The configs are for elasticsearch to expand the fields from 1000, to 2000. What I have is a text file that I created on the server, and then run x put command to import that into elasticsearch. Once I’ve imputed it, you can see that it is configured differently. For instance, you can see that the 2000, now appears to be set as a string, noted by the quotes around the 2000. I’m not sure if that is supposed to be the case, or if I’m doing something wrong. Either way, I’ve added that to elastic, but it still hasn’t resolved my issue.

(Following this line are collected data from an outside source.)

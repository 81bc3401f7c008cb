//! Saving and loading columns and cubes.
//!
//! The world thread encodes records and leaves them in a pending set; a
//! [`CubeIoWriter`] running on a worker moves them to storage in batches.
//! A batch stays readable while storage writes it, and returns to the
//! pending set if the write fails. Loads look at pending and in-flight
//! records first so a cube read back right after being saved sees its
//! latest state.
pub mod nbt_codec;
mod storage;

use std::collections::BTreeMap;
use std::io;
use std::iter;
use std::sync::Arc;

use cubic_utils::{AddressError, ColumnAddress, ColumnPos, CubeAddress};
use parking_lot::Mutex;
use thiserror::Error;

pub use storage::{CubeStorage, RamOnlyStorage};

use crate::column::{Column, OpacityIndexError};
use crate::cube::Cube;
use crate::world::World;

/// Format version written into every record.
pub const CUBE_IO_VERSION: i32 = 1;
/// Columns moved to storage per writer batch.
pub const COLUMN_BATCH_SIZE: usize = 25;
/// Cubes moved to storage per writer batch.
pub const CUBE_BATCH_SIZE: usize = 250;

/// Errors from encoding or decoding saved data.
#[derive(Debug, Error)]
pub enum CubeIoError {
    /// A cube record has an unknown format version.
    #[error("cube format version {found} is not supported (expected {expected})")]
    VersionMismatch {
        /// Version found in the record.
        found: i32,
        /// Version this build writes.
        expected: i32,
    },
    /// The record is stored under the wrong position.
    #[error("expected {expected} but the record belongs to {found}")]
    CoordinateMismatch {
        /// Position that was requested.
        expected: String,
        /// Position stored in the record.
        found: String,
    },
    /// A required tag is absent.
    #[error("missing tag `{0}`")]
    MissingTag(&'static str),
    /// A tag has the wrong type or contents.
    #[error("invalid tag `{0}`")]
    InvalidTag(&'static str),
    /// The record is not valid NBT.
    #[error("malformed nbt: {0}")]
    Nbt(#[from] simdnbt::Error),
    /// Storage or compression failed.
    #[error(transparent)]
    Io(#[from] io::Error),
    /// The stored opacity index is corrupt.
    #[error(transparent)]
    OpacityIndex(#[from] OpacityIndexError),
    /// The position cannot be addressed.
    #[error(transparent)]
    Address(#[from] AddressError),
}

#[derive(Default)]
struct PendingSaves {
    columns: SaveQueue<ColumnAddress>,
    cubes: SaveQueue<CubeAddress>,
}

/// Encoded records of one kind, waiting for or being written by the writer.
struct SaveQueue<K> {
    state: Mutex<QueueState<K>>,
}

struct QueueState<K> {
    pending: BTreeMap<K, Vec<u8>>,
    writing: BTreeMap<K, Vec<u8>>,
}

impl<K> Default for SaveQueue<K> {
    fn default() -> Self {
        Self {
            state: Mutex::new(QueueState {
                pending: BTreeMap::new(),
                writing: BTreeMap::new(),
            }),
        }
    }
}

impl<K: Ord + Copy> SaveQueue<K> {
    fn insert(&self, key: K, bytes: Vec<u8>) {
        self.state.lock().pending.insert(key, bytes);
    }

    /// The newest unwritten record for `key`.
    fn get(&self, key: &K) -> Option<Vec<u8>> {
        let state = self.state.lock();
        state.pending.get(key).or_else(|| state.writing.get(key)).cloned()
    }

    fn len(&self) -> usize {
        self.state.lock().pending.len()
    }

    /// Moves up to `limit` records from pending to in-flight.
    fn take_batch(&self, limit: usize) -> Vec<(K, Vec<u8>)> {
        let mut state = self.state.lock();
        let batch: Vec<_> = iter::from_fn(|| state.pending.pop_first())
            .take(limit)
            .collect();
        state
            .writing
            .extend(batch.iter().map(|(key, bytes)| (*key, bytes.clone())));
        batch
    }

    /// Drops written records from in-flight unless another writer replaced them.
    fn finish(&self, batch: &[(K, Vec<u8>)]) {
        let mut state = self.state.lock();
        for (key, bytes) in batch {
            if state.writing.get(key) == Some(bytes) {
                state.writing.remove(key);
            }
        }
    }

    /// Returns a failed batch to pending, keeping newer records for the same keys.
    fn restore(&self, batch: Vec<(K, Vec<u8>)>) {
        let mut state = self.state.lock();
        for (key, bytes) in batch {
            if state.writing.get(&key) == Some(&bytes) {
                state.writing.remove(&key);
            }
            state.pending.entry(key).or_insert(bytes);
        }
    }
}

/// Counts from one writer batch.
#[derive(Debug, Clone, Copy, Default, PartialEq, Eq)]
pub struct WriteReport {
    /// Columns written.
    pub columns: usize,
    /// Cubes written.
    pub cubes: usize,
}

impl WriteReport {
    /// Whether the batch wrote nothing.
    #[must_use]
    pub const fn is_empty(&self) -> bool {
        self.columns == 0 && self.cubes == 0
    }
}

/// World-side handle for saving and loading.
pub struct CubeIo {
    storage: Arc<dyn CubeStorage>,
    pending: Arc<PendingSaves>,
    has_sky: bool,
}

impl CubeIo {
    /// Creates a handle over `storage`.
    pub fn new(storage: Arc<dyn CubeStorage>, has_sky: bool) -> Self {
        Self {
            storage,
            pending: Arc::default(),
            has_sky,
        }
    }

    /// A writer draining this handle's pending saves.
    #[must_use]
    pub fn writer(&self) -> CubeIoWriter {
        CubeIoWriter {
            storage: Arc::clone(&self.storage),
            pending: Arc::clone(&self.pending),
        }
    }

    /// Queues a column record, replacing an unwritten older one.
    pub fn save_column(&self, column: &Column) -> Result<(), CubeIoError> {
        let address = ColumnAddress::encode(column.pos())?;
        let bytes = nbt_codec::encode(nbt_codec::write_column(column)?)?;
        self.pending.columns.insert(address, bytes);
        Ok(())
    }

    /// Queues a cube record.
    ///
    /// `opacity_hash` is the content hash of the owning column's index.
    pub fn save_cube(&self, cube: &Cube, opacity_hash: u64, game_time: u64) -> Result<(), CubeIoError> {
        let address = CubeAddress::encode(cube.pos())?;
        let nbt = nbt_codec::write_cube(cube, opacity_hash, self.has_sky, game_time);
        let bytes = nbt_codec::encode(nbt)?;
        self.pending.cubes.insert(address, bytes);
        Ok(())
    }

    /// Queues every modified column and cube of `world` and marks them saved.
    ///
    /// Returns the number of records queued.
    pub fn save_world(&self, world: &mut World) -> Result<usize, CubeIoError> {
        let game_time = world.game_time();
        let mut saved = 0;
        for column in world.columns_mut() {
            if column.is_modified() {
                self.save_column(column)?;
                column.mark_saved();
                saved += 1;
            }
            let hash = column.opacity_index().content_hash();
            for cube in column.all_cubes_mut() {
                if cube.is_modified() {
                    self.save_cube(cube, hash, game_time)?;
                    cube.mark_saved();
                    saved += 1;
                }
            }
        }
        if saved > 0 {
            log::debug!("Queued {saved} records for saving");
        }
        Ok(saved)
    }

    /// Loads a column without its cubes.
    ///
    /// `Ok(None)` means there is nothing usable and the column must be generated.
    pub fn load_column(&self, pos: ColumnPos) -> Result<Option<Column>, CubeIoError> {
        let address = ColumnAddress::encode(pos)?;
        let pending = self.pending.columns.get(&address);
        let Some(bytes) = pending.map_or_else(|| self.storage.read_column(address), |b| Ok(Some(b)))? else {
            return Ok(None);
        };
        nbt_codec::read_column(&nbt_codec::decode(&bytes)?, pos)
    }

    /// Loads the cube at height `y` of an already loaded column.
    pub fn load_cube(&self, column: &Column, y: i32, game_time: u64) -> Result<Option<Cube>, CubeIoError> {
        let pos = column.pos().cube(y);
        let address = CubeAddress::encode(pos)?;
        let pending = self.pending.cubes.get(&address);
        let Some(bytes) = pending.map_or_else(|| self.storage.read_cube(address), |b| Ok(Some(b)))? else {
            return Ok(None);
        };
        let hash = column.opacity_index().content_hash();
        nbt_codec::read_cube(&nbt_codec::decode(&bytes)?, pos, hash, self.has_sky, game_time).map(Some)
    }

    /// Records the writer has not picked up yet, as columns and cubes.
    #[must_use]
    pub fn pending(&self) -> (usize, usize) {
        (self.pending.columns.len(), self.pending.cubes.len())
    }
}

/// Moves pending records to storage. Cheap to clone onto a worker.
#[derive(Clone)]
pub struct CubeIoWriter {
    storage: Arc<dyn CubeStorage>,
    pending: Arc<PendingSaves>,
}

impl CubeIoWriter {
    /// Writes one batch of up to [`COLUMN_BATCH_SIZE`] columns and
    /// [`CUBE_BATCH_SIZE`] cubes.
    ///
    /// Loads keep seeing the batch until storage holds it. On failure the
    /// batch goes back to the pending set unless a newer record for the same
    /// address arrived meanwhile.
    pub fn try_write(&self) -> io::Result<WriteReport> {
        let columns = self.pending.columns.take_batch(COLUMN_BATCH_SIZE);
        let cubes = self.pending.cubes.take_batch(CUBE_BATCH_SIZE);
        let report = WriteReport {
            columns: columns.len(),
            cubes: cubes.len(),
        };
        if report.is_empty() {
            return Ok(report);
        }

        if let Err(err) = self.storage.write_columns(columns.clone()) {
            log::warn!("Writing {} columns failed: {err}", report.columns);
            self.pending.columns.restore(columns);
            self.pending.cubes.restore(cubes);
            return Err(err);
        }
        self.pending.columns.finish(&columns);
        if let Err(err) = self.storage.write_cubes(cubes.clone()) {
            log::warn!("Writing {} cubes failed: {err}", report.cubes);
            self.pending.cubes.restore(cubes);
            return Err(err);
        }
        self.pending.cubes.finish(&cubes);
        log::debug!(
            "Wrote {} columns and {} cubes",
            report.columns,
            report.cubes
        );
        Ok(report)
    }

    /// Writes batches until nothing is pending, then flushes storage.
    pub fn flush(&self) -> io::Result<WriteReport> {
        let mut total = WriteReport::default();
        loop {
            let report = self.try_write()?;
            if report.is_empty() {
                break;
            }
            total.columns += report.columns;
            total.cubes += report.cubes;
        }
        self.storage.flush()?;
        Ok(total)
    }
}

It is very hard to tell because your code is not formatted in a readable manner… :thinking:

If I take some extra time to push your code through a json formatter… I see that I need to remove a comma and add a pair of closed brackets… but after all that, I get:

{
   "order":-1,
   "index_patterns":[
      "windowsserverindex_*"
   ],
   "settings":{
      "index":{
         "analysis":{
            "analyzer":{
               "analyzer_keyword":{
                  "filter":"lowercase",
                  "tokenizer":"keyword"
               }
            }
         }
      },
      "index.mapping.total_fields.limit":2000
   }
}

With proper indentation, …and presentation, (even using the forum tools like </> !!) it looks as though you might be hitting “index” twice. In both "index":{ --and-- index.mapping.total_fields.limit

1 Like

@Chase - Hopefully there was a solution in here for you, please mark it as so for anyone who searches for it in the future! :slight_smile:

This topic was automatically closed 14 days after the last reply. New replies are no longer allowed.